— What to work on —
Transcribe all records, preserving every character.

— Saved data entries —
——————————

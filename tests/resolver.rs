mod common;

#[cfg(test)]
mod resolver_tests {
    use pretty_assertions::assert_eq;

    use rox::session::RunStatus;

    use crate::common::run;

    /// Every one of these must fail before anything is printed.
    fn assert_static_error(source: &str, expected: &str) {
        let (status, out, err) = run(&format!("print \"started\";\n{}", source));

        assert_eq!(status, RunStatus::StaticError);
        assert_eq!(out, "", "nothing may run after a static error");
        assert_eq!(err, format!("{}\n", expected));
    }

    #[test]
    fn test_resolver_01_global_self_initializer() {
        assert_static_error(
            "var x = x;",
            "[line 2] Error at 'x': Can't read local variable in its own initializer.",
        );
    }

    #[test]
    fn test_resolver_02_local_self_initializer() {
        assert_static_error(
            "var a = 1; { var a = a; }",
            "[line 2] Error at 'a': Can't read local variable in its own initializer.",
        );
    }

    #[test]
    fn test_resolver_03_duplicate_local() {
        assert_static_error(
            "fun f() { var a = 1; var a = 2; }",
            "[line 2] Error at 'a': Already a variable with this name in this scope.",
        );
    }

    #[test]
    fn test_resolver_04_global_redeclaration_is_allowed() {
        let (status, out, _) = run("var a = 1; var a = 2; print a;");

        assert_eq!(status, RunStatus::Ok);
        assert_eq!(out, "2\n");
    }

    #[test]
    fn test_resolver_05_top_level_return() {
        assert_static_error(
            "return 1;",
            "[line 2] Error at 'return': Can't return from top-level code.",
        );
    }

    #[test]
    fn test_resolver_06_this_outside_class() {
        assert_static_error(
            "fun f() { print this; }",
            "[line 2] Error at 'this': Can't use 'this' outside of a class.",
        );
    }

    #[test]
    fn test_resolver_07_super_misuse() {
        assert_static_error(
            "class A { f() { super.f(); } }",
            "[line 2] Error at 'super': Can't use 'super' in a class with no superclass.",
        );
        assert_static_error(
            "super.f();",
            "[line 2] Error at 'super': Can't use 'super' outside of a class.",
        );
    }

    #[test]
    fn test_resolver_08_self_inheritance() {
        assert_static_error(
            "class A < A {}",
            "[line 2] Error at 'A': A class can't inherit from itself.",
        );
    }

    #[test]
    fn test_resolver_09_loop_control_outside_loop() {
        assert_static_error(
            "break;",
            "[line 2] Error at 'break': Can't use 'break' outside of a loop.",
        );
        assert_static_error(
            "while (true) { fun f() { continue; } }",
            "[line 2] Error at 'continue': Can't use 'continue' outside of a loop.",
        );
    }

    #[test]
    fn test_resolver_10_this_in_static_method() {
        assert_static_error(
            "class A { static make() { return this; } }",
            "[line 2] Error at 'this': Can't use 'this' in a static method.",
        );
    }

    #[test]
    fn test_resolver_11_collects_every_error() {
        let (status, _, err) = run("return 1;\nbreak;");

        assert_eq!(status, RunStatus::StaticError);
        assert_eq!(
            err,
            "[line 1] Error at 'return': Can't return from top-level code.\n\
             [line 2] Error at 'break': Can't use 'break' outside of a loop.\n"
        );
    }

    #[test]
    fn test_resolver_12_closure_binds_lexically() {
        let source = r#"
            var a = "global";
            {
                fun show() { print a; }
                show();
                var a = "block";
                show();
            }
        "#;

        let (status, out, _) = run(source);

        assert_eq!(status, RunStatus::Ok);
        assert_eq!(out, "global\nglobal\n");
    }

    #[test]
    fn test_resolver_13_init_resolves_like_any_method() {
        let source = r#"
            class Box {
                init(v) {
                    this.v = v;
                    if (v > 1) return this;
                    return;
                }
                get() { return this.v; }
            }
            print Box(2).get();
            print Box(1).init(5).get();
        "#;

        let (status, out, err) = run(source);

        assert_eq!(err, "");
        assert_eq!(status, RunStatus::Ok);
        assert_eq!(out, "2\n5\n");
    }
}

——————————

— Answer area —
filename tests/resolver.rs
mod common;

#[cfg(test)]
mod resolver_tests {
    use pretty_assertions::assert_eq;

    use rox::session::RunStatus;

    use crate::common::run;

    /// Every one of these must fail before anything is printed.
    fn assert_static_error(source: &str, expected: &str) {
        let (status, out, err) = run(&format!("print \"started\";\n{}", source));

        assert_eq!(status, RunStatus::StaticError);
        assert_eq!(out, "", "nothing may run after a static error");
        assert_eq!(err, format!("{}\n", expected));
    }

    #[test]
    fn test_resolver_01_global_self_initializer() {
        assert_static_error(
            "var x = x;",
            "[line 2] Error at 'x': Can't read local variable in its own initializer.",
        );
    }

    #[test]
    fn test_resolver_02_local_self_initializer() {
        assert_static_error(
            "var a = 1; { var a = a; }",
            "[line 2] Error at 'a': Can't read local variable in its own initializer.",
        );
    }

    #[test]
    fn test_resolver_03_duplicate_local() {
        assert_static_error(
            "fun f() { var a = 1; var a = 2; }",
            "[line 2] Error at 'a': Already a variable with this name in this scope.",
        );
    }

    #[test]
    fn test_resolver_04_global_redeclaration_is_allowed() {
        let (status, out, _) = run("var a = 1; var a = 2; print a;");

        assert_eq!(status, RunStatus::Ok);
        assert_eq!(out, "2\n");
    }

    #[test]
    fn test_resolver_05_top_level_return() {
        assert_static_error(
            "return 1;",
            "[line 2] Error at 'return': Can't return from top-level code.",
        );
    }

    #[test]
    fn test_resolver_06_this_outside_class() {
        assert_static_error(
            "fun f() { print this; }",
            "[line 2] Error at 'this': Can't use 'this' outside of a class.",
        );
    }

    #[test]
    fn test_resolver_07_super_misuse() {
        assert_static_error(
            "class A { f() { super.f(); } }",
            "[line 2] Error at 'super': Can't use 'super' in a class with no superclass.",
        );
        assert_static_error(
            "super.f();",
            "[line 2] Error at 'super': Can't use 'super' outside of a class.",
        );
    }

    #[test]
    fn test_resolver_08_self_inheritance() {
        assert_static_error(
            "class A < A {}",
            "[line 2] Error at 'A': A class can't inherit from itself.",
        );
    }

    #[test]
    fn test_resolver_09_loop_control_outside_loop() {
        assert_static_error(
            "break;",
            "[line 2] Error at 'break': Can't use 'break' outside of a loop.",
        );
        assert_static_error(
            "while (true) { fun f() { continue; } }",
            "[line 2] Error at 'continue': Can't use 'continue' outside of a loop.",
        );
    }

    #[test]
    fn test_resolver_10_this_in_static_method() {
        assert_static_error(
            "class A { static make() { return this; } }",
            "[line 2] Error at 'this': Can't use 'this' in a static method.",
        );
    }

    #[test]
    fn test_resolver_11_collects_every_error() {
        let (status, _, err) = run("return 1;\nbreak;");

        assert_eq!(status, RunStatus::StaticError);
        assert_eq!(
            err,
            "[line 1] Error at 'return': Can't return from top-level code.\n\
             [line 2] Error at 'break': Can't use 'break' outside of a loop.\n"
        );
    }

    #[test]
    fn test_resolver_12_closure_binds_lexically() {
        let source = r#"
            var a = "global";
            {
                fun show() { print a; }
                show();
                var a = "block";
                show();
            }
        "#;

        let (status, out, _) = run(source);

        assert_eq!(status, RunStatus::Ok);
        assert_eq!(out, "global\nglobal\n");
    }

    #[test]
    fn test_resolver_13_init_resolves_like_any_method() {
        let source = r#"
            class Box {
                init(v) {
                    this.v = v;
                    if (v > 1) return this;
                    return;
                }
                get() { return this.v; }
            }
            print Box(2).get();
            print Box(1).init(5).get();
        "#;

        let (status, out, err) = run(source);

        assert_eq!(err, "");
        assert_eq!(status, RunStatus::Ok);
        assert_eq!(out, "2\n5\n");
    }
}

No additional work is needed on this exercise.